WHAT YOU SHOULD DO:
Pick out the lines below that include the string "persisted".

Stored items:
-=-=-
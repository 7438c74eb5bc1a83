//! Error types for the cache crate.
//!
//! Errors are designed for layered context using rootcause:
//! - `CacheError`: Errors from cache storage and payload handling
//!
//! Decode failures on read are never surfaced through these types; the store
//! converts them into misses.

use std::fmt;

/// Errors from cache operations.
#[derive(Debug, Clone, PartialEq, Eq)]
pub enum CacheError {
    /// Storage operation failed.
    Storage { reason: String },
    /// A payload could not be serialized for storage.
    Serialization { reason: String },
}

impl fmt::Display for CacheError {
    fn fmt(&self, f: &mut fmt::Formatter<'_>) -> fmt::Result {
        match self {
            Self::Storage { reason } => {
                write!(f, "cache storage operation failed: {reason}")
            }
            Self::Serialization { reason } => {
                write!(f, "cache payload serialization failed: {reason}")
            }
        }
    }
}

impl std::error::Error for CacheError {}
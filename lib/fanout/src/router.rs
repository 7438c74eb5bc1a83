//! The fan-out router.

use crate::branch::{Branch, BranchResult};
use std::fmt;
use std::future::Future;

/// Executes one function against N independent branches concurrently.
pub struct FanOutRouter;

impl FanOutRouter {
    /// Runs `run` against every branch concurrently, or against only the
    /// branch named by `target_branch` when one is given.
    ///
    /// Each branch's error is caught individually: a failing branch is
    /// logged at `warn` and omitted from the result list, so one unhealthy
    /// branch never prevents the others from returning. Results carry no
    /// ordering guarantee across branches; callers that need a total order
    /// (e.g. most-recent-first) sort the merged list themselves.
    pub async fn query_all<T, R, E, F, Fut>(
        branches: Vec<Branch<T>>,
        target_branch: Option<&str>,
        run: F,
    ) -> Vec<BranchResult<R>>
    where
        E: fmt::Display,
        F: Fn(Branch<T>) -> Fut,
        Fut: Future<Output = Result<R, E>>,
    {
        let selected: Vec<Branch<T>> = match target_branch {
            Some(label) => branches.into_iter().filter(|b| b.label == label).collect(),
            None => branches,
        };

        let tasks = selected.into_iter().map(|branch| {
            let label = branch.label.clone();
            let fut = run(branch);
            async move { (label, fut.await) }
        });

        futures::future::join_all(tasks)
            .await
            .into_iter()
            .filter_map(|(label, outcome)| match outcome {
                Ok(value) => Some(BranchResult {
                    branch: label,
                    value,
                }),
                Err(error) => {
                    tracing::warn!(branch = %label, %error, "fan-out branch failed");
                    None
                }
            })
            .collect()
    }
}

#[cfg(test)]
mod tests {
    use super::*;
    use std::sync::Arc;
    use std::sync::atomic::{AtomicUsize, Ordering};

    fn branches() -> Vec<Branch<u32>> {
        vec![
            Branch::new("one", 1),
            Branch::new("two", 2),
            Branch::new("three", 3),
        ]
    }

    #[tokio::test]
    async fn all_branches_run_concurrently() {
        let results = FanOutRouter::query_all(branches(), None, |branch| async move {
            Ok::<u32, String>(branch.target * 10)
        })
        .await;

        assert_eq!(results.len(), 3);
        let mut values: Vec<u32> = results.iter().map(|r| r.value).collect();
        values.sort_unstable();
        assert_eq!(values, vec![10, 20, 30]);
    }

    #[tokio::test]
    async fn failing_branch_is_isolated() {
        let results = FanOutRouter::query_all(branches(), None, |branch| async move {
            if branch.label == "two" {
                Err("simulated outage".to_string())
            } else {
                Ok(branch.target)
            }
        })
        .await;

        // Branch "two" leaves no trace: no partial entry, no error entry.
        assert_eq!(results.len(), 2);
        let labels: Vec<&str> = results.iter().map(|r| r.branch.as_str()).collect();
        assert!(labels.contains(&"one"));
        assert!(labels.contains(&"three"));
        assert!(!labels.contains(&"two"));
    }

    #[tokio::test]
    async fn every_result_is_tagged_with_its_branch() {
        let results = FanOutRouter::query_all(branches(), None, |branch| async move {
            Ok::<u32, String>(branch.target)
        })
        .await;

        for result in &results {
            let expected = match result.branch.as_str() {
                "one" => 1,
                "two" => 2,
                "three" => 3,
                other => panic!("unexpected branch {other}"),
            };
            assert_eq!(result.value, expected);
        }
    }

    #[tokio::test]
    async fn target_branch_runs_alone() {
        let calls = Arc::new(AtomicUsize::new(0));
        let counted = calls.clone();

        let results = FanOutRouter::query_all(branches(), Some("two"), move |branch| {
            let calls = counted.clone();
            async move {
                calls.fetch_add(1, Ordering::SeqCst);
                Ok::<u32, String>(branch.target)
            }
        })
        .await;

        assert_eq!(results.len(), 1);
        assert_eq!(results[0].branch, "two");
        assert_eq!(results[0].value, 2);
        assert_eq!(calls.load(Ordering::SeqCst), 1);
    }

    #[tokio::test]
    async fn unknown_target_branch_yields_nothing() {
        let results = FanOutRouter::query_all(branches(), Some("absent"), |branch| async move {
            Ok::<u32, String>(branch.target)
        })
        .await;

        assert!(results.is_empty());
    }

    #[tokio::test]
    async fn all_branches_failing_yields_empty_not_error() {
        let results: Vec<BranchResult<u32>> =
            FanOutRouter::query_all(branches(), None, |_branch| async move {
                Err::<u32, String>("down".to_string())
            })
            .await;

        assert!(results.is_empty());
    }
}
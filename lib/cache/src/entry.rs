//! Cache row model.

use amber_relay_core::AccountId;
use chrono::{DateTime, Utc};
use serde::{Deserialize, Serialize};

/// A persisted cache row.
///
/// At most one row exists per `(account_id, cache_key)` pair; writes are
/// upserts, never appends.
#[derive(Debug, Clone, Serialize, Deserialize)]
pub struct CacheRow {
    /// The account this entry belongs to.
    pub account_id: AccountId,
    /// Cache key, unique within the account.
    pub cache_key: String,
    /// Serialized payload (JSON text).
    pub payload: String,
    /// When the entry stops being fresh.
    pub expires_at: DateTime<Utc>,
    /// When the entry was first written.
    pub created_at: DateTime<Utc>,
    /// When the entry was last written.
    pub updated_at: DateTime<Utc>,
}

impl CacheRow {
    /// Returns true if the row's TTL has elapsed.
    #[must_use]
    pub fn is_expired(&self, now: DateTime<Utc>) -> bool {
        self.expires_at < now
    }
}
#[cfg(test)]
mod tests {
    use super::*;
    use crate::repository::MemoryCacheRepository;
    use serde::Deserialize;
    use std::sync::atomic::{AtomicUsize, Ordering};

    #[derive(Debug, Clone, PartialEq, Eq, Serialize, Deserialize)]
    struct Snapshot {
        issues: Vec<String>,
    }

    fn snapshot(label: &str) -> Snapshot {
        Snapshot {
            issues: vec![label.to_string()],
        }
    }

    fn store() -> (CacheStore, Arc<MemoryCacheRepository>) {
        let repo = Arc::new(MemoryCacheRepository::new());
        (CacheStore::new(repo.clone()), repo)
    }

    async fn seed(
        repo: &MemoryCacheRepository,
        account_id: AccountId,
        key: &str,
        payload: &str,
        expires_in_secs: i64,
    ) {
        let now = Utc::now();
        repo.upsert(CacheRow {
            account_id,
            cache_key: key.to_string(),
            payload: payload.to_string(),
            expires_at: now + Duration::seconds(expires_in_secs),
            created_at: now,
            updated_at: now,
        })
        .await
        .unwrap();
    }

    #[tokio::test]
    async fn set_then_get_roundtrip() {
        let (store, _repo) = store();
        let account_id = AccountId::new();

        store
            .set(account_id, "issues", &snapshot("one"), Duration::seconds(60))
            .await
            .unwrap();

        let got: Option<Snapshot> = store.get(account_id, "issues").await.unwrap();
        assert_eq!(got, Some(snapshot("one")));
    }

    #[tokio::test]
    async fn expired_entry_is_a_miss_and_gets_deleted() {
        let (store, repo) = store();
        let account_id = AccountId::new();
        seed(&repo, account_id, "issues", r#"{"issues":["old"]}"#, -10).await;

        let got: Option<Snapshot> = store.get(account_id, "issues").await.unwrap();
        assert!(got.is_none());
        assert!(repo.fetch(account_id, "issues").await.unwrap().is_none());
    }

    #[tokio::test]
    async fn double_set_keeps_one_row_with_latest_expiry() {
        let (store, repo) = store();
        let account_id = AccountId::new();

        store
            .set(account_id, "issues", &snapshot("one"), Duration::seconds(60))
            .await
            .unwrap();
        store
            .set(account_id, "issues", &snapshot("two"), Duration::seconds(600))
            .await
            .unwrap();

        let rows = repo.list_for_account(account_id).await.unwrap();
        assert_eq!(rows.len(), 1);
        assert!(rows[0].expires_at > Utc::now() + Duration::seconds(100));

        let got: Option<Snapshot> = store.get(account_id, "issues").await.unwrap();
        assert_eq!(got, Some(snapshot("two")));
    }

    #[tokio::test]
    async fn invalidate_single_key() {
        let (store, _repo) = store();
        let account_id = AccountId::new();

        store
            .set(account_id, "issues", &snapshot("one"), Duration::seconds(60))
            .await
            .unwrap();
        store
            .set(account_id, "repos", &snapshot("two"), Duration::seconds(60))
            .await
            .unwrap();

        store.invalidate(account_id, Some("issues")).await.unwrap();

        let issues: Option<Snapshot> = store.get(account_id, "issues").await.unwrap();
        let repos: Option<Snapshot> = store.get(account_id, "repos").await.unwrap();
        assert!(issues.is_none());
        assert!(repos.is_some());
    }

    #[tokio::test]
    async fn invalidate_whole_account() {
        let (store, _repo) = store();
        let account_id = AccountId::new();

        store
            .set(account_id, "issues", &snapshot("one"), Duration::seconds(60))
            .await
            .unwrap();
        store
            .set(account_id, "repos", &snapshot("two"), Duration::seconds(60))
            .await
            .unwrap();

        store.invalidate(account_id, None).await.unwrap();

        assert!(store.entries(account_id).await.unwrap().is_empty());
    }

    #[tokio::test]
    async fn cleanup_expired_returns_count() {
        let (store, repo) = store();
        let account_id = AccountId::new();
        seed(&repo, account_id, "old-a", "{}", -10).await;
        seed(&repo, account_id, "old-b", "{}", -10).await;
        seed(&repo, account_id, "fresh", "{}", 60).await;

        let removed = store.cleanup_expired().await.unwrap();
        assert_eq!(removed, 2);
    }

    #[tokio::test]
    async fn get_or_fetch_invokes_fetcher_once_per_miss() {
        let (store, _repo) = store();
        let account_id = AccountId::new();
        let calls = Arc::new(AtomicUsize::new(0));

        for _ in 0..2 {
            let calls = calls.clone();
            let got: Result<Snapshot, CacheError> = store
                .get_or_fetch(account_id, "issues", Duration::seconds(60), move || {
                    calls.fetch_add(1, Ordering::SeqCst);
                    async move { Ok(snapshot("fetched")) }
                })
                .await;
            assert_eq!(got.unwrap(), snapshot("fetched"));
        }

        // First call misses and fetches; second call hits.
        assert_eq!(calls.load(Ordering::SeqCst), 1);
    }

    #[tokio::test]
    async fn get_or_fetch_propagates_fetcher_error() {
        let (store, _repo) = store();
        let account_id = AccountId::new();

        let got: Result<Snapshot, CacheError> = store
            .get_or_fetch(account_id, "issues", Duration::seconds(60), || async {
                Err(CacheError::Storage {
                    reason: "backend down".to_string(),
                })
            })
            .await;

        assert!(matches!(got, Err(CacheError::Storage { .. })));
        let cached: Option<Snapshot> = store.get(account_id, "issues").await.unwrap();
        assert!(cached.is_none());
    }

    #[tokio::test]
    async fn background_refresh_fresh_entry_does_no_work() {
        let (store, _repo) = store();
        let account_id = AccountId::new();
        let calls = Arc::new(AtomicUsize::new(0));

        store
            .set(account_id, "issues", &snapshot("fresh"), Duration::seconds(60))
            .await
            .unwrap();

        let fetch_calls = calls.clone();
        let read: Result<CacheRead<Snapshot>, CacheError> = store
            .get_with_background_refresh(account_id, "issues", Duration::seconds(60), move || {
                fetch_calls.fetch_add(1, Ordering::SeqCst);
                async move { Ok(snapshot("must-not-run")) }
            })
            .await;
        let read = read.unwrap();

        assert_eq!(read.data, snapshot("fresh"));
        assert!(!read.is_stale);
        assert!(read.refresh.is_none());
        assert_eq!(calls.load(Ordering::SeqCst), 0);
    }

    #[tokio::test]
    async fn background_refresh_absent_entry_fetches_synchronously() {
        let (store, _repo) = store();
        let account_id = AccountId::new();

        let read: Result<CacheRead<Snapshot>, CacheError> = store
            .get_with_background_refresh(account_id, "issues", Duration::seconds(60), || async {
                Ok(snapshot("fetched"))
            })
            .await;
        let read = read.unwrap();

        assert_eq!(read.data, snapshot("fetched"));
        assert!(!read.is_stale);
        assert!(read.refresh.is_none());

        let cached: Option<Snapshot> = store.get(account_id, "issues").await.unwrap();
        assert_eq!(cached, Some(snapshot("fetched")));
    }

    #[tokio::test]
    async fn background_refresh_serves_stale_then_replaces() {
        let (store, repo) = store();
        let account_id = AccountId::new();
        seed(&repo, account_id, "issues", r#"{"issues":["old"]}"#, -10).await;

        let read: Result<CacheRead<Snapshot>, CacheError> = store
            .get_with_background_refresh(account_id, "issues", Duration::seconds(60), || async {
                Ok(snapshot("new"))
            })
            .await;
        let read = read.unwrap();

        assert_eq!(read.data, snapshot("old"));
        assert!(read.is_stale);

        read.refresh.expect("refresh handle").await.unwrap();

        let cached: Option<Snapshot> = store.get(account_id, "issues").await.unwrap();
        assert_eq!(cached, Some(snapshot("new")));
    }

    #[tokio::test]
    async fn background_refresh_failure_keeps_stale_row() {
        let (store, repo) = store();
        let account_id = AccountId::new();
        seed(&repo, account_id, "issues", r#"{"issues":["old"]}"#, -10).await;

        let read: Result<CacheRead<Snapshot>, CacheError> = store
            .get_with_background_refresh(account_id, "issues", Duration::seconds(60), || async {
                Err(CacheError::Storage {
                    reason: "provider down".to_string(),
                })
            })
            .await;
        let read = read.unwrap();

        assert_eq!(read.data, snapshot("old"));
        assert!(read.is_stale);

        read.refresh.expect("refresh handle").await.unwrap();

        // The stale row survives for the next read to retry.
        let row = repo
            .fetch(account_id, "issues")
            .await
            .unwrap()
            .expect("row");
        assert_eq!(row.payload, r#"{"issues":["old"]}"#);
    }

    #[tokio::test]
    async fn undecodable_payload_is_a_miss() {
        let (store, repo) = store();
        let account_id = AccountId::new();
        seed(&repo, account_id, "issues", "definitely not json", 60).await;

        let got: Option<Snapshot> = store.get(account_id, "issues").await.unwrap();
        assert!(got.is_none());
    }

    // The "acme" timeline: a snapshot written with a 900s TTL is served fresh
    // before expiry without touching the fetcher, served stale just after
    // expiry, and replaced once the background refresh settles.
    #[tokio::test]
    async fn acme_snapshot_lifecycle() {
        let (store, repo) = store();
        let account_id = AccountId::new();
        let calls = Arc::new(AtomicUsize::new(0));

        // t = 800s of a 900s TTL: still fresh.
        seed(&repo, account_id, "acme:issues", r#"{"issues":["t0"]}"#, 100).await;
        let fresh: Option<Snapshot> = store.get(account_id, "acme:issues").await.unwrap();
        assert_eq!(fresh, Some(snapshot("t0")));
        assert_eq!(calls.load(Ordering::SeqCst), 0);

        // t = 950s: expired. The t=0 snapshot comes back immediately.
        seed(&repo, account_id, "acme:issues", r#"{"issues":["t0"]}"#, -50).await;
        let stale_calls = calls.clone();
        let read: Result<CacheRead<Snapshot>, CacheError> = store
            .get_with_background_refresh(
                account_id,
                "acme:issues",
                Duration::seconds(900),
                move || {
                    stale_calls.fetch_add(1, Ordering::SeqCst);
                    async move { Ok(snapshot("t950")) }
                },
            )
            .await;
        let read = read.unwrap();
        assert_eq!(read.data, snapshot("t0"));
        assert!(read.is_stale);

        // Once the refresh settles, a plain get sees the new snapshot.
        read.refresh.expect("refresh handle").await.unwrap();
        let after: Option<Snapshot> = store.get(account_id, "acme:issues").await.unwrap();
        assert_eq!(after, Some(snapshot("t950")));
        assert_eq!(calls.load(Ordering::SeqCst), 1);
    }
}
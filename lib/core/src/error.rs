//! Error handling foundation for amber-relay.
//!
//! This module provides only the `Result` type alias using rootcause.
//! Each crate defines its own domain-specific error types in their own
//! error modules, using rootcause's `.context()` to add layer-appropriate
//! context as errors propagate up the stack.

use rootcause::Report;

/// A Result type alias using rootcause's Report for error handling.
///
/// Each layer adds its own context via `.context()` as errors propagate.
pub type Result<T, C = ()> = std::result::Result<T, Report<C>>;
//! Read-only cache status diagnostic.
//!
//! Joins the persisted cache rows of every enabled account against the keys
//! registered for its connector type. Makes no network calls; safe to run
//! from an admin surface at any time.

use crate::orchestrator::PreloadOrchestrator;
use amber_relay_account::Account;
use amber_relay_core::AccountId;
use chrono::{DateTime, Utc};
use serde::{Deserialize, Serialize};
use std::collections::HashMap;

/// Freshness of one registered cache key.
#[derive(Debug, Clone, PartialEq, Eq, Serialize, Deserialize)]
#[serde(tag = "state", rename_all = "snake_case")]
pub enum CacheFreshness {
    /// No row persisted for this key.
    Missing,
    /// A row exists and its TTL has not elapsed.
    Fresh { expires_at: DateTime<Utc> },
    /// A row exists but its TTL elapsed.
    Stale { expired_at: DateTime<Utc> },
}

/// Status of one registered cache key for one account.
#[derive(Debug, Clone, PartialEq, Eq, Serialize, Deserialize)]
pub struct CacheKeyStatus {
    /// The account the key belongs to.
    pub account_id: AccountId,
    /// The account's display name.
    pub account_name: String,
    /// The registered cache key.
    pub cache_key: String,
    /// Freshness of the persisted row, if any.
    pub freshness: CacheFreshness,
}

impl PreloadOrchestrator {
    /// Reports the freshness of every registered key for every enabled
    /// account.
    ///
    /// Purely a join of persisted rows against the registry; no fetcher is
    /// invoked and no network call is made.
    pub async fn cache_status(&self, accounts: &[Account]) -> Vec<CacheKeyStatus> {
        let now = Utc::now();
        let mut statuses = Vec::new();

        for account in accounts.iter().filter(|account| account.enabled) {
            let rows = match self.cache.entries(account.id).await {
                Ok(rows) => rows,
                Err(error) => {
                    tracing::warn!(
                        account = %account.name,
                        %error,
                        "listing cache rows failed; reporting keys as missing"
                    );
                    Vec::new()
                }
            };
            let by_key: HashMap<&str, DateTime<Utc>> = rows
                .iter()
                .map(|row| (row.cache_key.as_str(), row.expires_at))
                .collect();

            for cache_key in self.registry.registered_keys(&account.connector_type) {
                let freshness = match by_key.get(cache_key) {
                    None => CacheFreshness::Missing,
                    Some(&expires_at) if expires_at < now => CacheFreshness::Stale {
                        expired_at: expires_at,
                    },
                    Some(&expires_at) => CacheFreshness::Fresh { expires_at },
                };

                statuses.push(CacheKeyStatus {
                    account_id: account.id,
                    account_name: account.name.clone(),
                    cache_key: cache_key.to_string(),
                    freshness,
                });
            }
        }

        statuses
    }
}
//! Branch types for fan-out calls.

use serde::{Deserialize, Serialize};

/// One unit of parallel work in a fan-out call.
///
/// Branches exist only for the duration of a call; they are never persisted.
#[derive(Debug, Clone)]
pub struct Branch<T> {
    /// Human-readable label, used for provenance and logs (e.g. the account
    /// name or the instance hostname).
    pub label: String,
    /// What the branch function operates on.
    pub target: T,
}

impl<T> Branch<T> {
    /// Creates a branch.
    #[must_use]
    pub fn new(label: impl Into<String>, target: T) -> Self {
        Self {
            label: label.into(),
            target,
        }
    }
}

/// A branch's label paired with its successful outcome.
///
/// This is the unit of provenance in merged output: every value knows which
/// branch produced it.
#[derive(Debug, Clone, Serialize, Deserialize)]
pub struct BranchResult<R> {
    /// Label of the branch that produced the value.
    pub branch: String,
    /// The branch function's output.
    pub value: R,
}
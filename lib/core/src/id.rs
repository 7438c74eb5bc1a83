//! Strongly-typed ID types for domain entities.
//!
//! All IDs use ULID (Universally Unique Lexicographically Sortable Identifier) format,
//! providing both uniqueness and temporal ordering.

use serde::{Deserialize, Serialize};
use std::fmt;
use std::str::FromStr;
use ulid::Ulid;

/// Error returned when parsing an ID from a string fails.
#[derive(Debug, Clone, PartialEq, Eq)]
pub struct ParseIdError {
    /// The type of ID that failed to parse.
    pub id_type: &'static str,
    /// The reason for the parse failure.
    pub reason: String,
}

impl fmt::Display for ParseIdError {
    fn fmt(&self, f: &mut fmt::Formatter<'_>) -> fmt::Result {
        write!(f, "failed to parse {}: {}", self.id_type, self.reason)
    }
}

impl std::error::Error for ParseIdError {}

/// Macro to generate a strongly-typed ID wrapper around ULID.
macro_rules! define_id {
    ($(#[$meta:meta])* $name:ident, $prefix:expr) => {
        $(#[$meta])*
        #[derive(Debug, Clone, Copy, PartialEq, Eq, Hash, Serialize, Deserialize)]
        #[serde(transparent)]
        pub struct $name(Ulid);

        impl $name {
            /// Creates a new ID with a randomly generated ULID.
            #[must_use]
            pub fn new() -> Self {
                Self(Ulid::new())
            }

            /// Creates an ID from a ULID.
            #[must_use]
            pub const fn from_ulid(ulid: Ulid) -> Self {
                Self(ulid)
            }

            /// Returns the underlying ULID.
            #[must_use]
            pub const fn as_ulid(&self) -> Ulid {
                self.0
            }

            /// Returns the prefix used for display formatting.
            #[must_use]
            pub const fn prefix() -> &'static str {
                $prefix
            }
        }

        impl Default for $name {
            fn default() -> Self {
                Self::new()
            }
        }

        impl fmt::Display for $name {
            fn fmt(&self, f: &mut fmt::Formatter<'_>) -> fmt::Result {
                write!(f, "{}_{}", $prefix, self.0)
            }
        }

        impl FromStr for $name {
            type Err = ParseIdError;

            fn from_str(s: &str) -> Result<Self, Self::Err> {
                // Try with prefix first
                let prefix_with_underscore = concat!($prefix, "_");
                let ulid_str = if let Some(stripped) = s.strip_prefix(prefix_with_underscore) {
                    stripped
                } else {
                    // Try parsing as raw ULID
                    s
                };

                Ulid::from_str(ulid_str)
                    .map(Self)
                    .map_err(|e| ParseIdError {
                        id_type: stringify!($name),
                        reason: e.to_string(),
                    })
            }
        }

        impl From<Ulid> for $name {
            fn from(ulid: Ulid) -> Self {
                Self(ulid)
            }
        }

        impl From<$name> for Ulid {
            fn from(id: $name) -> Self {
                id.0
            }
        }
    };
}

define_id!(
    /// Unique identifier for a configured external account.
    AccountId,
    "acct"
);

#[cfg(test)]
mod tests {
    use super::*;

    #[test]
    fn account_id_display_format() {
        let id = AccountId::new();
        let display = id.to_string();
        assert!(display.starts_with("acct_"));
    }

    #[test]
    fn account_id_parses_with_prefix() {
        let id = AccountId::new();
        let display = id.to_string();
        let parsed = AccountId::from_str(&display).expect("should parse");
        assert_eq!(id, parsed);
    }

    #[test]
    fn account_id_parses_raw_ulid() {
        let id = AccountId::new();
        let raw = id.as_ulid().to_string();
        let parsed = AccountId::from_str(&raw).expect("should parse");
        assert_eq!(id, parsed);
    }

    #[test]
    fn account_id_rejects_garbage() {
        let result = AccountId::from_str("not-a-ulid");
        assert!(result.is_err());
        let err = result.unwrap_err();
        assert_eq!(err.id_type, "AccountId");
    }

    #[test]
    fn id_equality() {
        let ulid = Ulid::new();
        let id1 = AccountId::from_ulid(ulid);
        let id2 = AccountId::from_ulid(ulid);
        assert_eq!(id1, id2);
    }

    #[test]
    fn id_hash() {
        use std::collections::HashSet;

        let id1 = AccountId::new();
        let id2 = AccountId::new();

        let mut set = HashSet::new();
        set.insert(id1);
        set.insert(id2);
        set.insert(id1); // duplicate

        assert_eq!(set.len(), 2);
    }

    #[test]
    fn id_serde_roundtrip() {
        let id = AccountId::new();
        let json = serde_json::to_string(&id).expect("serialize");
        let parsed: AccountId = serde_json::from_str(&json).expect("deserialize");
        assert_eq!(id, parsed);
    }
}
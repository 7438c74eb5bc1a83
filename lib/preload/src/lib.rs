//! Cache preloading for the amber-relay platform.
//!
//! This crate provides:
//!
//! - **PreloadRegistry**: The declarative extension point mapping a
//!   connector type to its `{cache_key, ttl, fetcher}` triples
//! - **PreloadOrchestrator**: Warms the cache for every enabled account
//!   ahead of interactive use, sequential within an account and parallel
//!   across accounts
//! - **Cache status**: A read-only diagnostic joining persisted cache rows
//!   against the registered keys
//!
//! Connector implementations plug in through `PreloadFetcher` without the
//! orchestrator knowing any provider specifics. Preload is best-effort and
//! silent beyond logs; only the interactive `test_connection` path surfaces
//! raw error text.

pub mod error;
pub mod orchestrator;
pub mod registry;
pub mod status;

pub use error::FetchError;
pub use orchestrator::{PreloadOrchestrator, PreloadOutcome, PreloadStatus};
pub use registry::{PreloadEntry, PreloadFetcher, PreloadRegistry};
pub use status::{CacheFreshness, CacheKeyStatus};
-=-=-
YOUR RESPONSE:
/// A persisted cache row.
//! Joins the persisted cache rows of every enabled account against the keys
    /// No row persisted for this key.
    /// Freshness of the persisted row, if any.
    /// Purely a join of persisted rows against the registry; no fetcher is
/// Branches exist only for the duration of a call; they are never persisted.
//! - **Cache status**: A read-only diagnostic joining persisted cache rows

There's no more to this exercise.